28by ~toprakgoksel |
Little est accroupie sur la moquette, adossée à l'angle que forment les murs au fond du couloir. Elle a encore fait une bêtise.
Elle a écrit une lettre d'adieu et n'a pas osé la lire à sa mère. Elle l'avait simplement avoué à Sabrina, qui a voulu la protéger en dévoilant son secret. Alors Maman est rentrée et elle a réclamé à aider sa fille. Et sa fille a dit Non. Alors Maman s'est mise en colère, elle a dit Puisque tu seras morte bientôt, je peux reprendre cet arbre en porcelaine, cet arbre qui symbolisait notre amour. On ne sait plus se parler Clémence. Dois-ton encore vivre sous le même toit ? Retourne chez ton père, puisque c'est lui que tu aimes.
Maman hurlait et Little mettait ses mains devant ses yeux et protégeait son visage, tandis que les éclats de l'arbre en porcelaine brisé contre le sol pénétraient les chairs de ses jambes repliées contre sa poitrine.
Je me souviens de Little levant les yeux vers le ciel et ne trouvant que la pluie des yeux de sa mère, les poings durs tendus avec force et rage, cognant le corps de sa fille sans un instant d'hésitation, au cours de sa folie passagère.

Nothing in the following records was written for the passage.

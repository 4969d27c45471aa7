mod config;
mod engine;
mod evaluator;
mod handlers;
mod provider;
mod routes;

use axum::Router;
use std::sync::Arc;
use tokio::net::TcpListener;
use tracing::{error, info};

use config::Config;
use engine::JudgeEngine;

pub struct AppState {
    pub engine: JudgeEngine,
}

#[tokio::main]
async fn main() -> anyhow::Result<()> {
    // Initialize tracing subscriber
    tracing_subscriber::fmt()
        .with_env_filter(
            tracing_subscriber::EnvFilter::try_from_default_env()
                .unwrap_or_else(|_| tracing_subscriber::EnvFilter::new("info")),
        )
        .with_target(false)
        .init();

    info!("Arbiter API booting...");

    let config = Config::from_env().map_err(|e| {
        error!("Failed to load configuration: {}", e);
        e
    })?;

    info!(
        provider = ?config.provider,
        provider_url = %config.provider_url,
        compile_timeout_ms = config.compile_timeout_ms,
        run_timeout_ms = config.run_timeout_ms,
        "Configuration loaded"
    );

    let provider = provider::build_provider(&config);
    let state = Arc::new(AppState {
        engine: JudgeEngine::new(provider),
    });

    // Build router
    let app = Router::new().merge(routes::routes()).with_state(state);

    // Start server
    let listener = TcpListener::bind(&config.bind_addr).await?;

    info!("HTTP server listening on {}", config.bind_addr);
    info!("Ready to accept submissions");

    axum::serve(listener, app).await?;

    Ok(())
}
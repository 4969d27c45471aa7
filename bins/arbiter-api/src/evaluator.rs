/// Output Evaluator - Language-Agnostic Verdict Logic
///
/// **Core Responsibility:**
/// Compare normalized execution outcomes against expected outputs and
/// assign verdicts, then aggregate per-case verdicts into a
/// `SubmissionReport`.
///
/// **Critical Properties:**
/// - Knows nothing about HTTP
/// - Knows nothing about providers
/// - Pure functions: (execution outcome, test case) → verdict
///
/// **Normalization Rules (Applied to All Languages):**
/// - Trim leading whitespace: YES
/// - Trim trailing whitespace: YES
/// - Internal whitespace and newlines: significant, must match exactly
/// - Case sensitivity: YES (exact match required)
/// - Floating-point tolerance: NO
use arbiter_common::types::{
    CaseResult, CaseVerdict, ExecutionResult, SubmissionReport, TestCase,
};

/// Normalize output string for comparison
///
/// Trims the whitespace edges only. Internal whitespace, empty lines
/// and case are preserved - "15\n 5" never matches "15\n5".
pub fn normalize_output(output: &str) -> &str {
    output.trim()
}

/// Derive the verdict for a single test case
///
/// Priority order:
/// 1. Compilation failure
/// 2. Timeout
/// 3. Runtime error (non-zero exit or stderr noise)
/// 4. Output comparison
pub fn evaluate_case(case_number: u32, outcome: &ExecutionResult, case: &TestCase) -> CaseResult {
    if outcome.compile_failed {
        return CaseResult::failed(
            case_number,
            CaseVerdict::CompilationError,
            outcome.stderr.clone(),
            outcome.time_ms,
        );
    }
    if outcome.timed_out {
        return CaseResult::failed(
            case_number,
            CaseVerdict::TimeLimitExceeded,
            outcome.stderr.clone(),
            outcome.time_ms,
        );
    }
    if !outcome.succeeded {
        return CaseResult::failed(
            case_number,
            CaseVerdict::RuntimeError,
            outcome.stderr.clone(),
            outcome.time_ms,
        );
    }

    let actual = normalize_output(&outcome.stdout);
    let expected = normalize_output(&case.expected_output);

    if actual == expected {
        CaseResult::accepted(case_number, outcome.stdout.clone(), outcome.time_ms)
    } else {
        CaseResult::wrong_answer(
            case_number,
            outcome.stdout.clone(),
            case.expected_output.clone(),
            outcome.time_ms,
        )
    }
}

/// Round to two decimal places for the report's elapsed field
pub fn round_elapsed_seconds(elapsed: std::time::Duration) -> f64 {
    (elapsed.as_secs_f64() * 100.0).round() / 100.0
}

/// Accuracy as a whole percentage of correct attempts over attempts
pub fn accuracy_percent(correct_attempts: u32, attempts: u32) -> u32 {
    if attempts == 0 {
        return 0;
    }
    ((100.0 * correct_attempts as f64) / attempts as f64).round() as u32
}

/// Aggregate per-case results into the final submission report
///
/// `total_count` is the declared number of test cases - when grading
/// halted early, `per_case` is shorter than `total_count` and the
/// shortfall correctly signals incompleteness. The overall verdict is
/// Accepted only when every declared case passed; otherwise it is the
/// first failing case's verdict.
pub fn build_report(
    per_case: Vec<CaseResult>,
    total_count: u32,
    prior_attempts: u32,
    prior_correct: u32,
    elapsed: std::time::Duration,
) -> SubmissionReport {
    let passed_count = per_case
        .iter()
        .filter(|r| r.verdict == CaseVerdict::Accepted)
        .count() as u32;

    let first_failure = per_case.iter().find(|r| r.verdict.is_failure());
    let first_failed_case = first_failure.map(|r| r.case_number);

    let overall_verdict = if passed_count == total_count {
        CaseVerdict::Accepted
    } else {
        first_failure
            .map(|r| r.verdict)
            .unwrap_or(CaseVerdict::InternalError)
    };

    let max_time_ms = per_case.iter().map(|r| r.time_ms).max().unwrap_or(0);

    let attempts_so_far = prior_attempts + 1;
    let correct_attempts_so_far = if overall_verdict == CaseVerdict::Accepted {
        prior_correct + 1
    } else {
        prior_correct
    };

    SubmissionReport {
        passed_count,
        total_count,
        per_case,
        overall_verdict,
        first_failed_case,
        attempts_so_far,
        correct_attempts_so_far,
        accuracy_percent: accuracy_percent(correct_attempts_so_far, attempts_so_far),
        max_time_ms,
        elapsed_seconds: round_elapsed_seconds(elapsed),
    }
}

Little pleure comme d'habitude, non pas parce qu'elle ressent la douleur d'être battue, mais parce qu'elle comprends à quel point sa mère est malheureuse, et l'envie qu'elle aura de ne plus exister lorsqu'elle reprendra tous ses esprits et comprendra que ces traces bleues et violettes sur le corps de Little sont issues de sa main.
Little est un martyre, une enfant sacrifiée, une enfant qui se tait pour vivre, parce qu'elle attend tellement la vie. Elle se dit que, plus tard, elle connaîtra l'amour, qu'un jour, elle sera libre et seule, qu'elle vivra tout plus fort que les autres et autant qu'il est possible de vivre.
Quand Little inspire pour ravaler le sang qui coule de son nez afin de ne pas faire culpabiliser sa mère qu'elle aime passionnément, c'est un geste si fort : elle trouve cela "dégueulasse" et je trouve cela "courageux". Dommage qu'elle ne se donne pas le droit d'en parler à quelqu'un, encore aujourd'hui.
Mais à qui en parlerait-elle ? Qui la croirait ? Les gens changent...
Depuis ce jour, je sais qu'une personne qui reste calme au milieu de la guerre est une personne dans laquelle sommeille la plus grande des révoltes.
Et si ces mots ne sont compréhensibles pour personne, c'est parce que la révolte vient tout juste de commencer.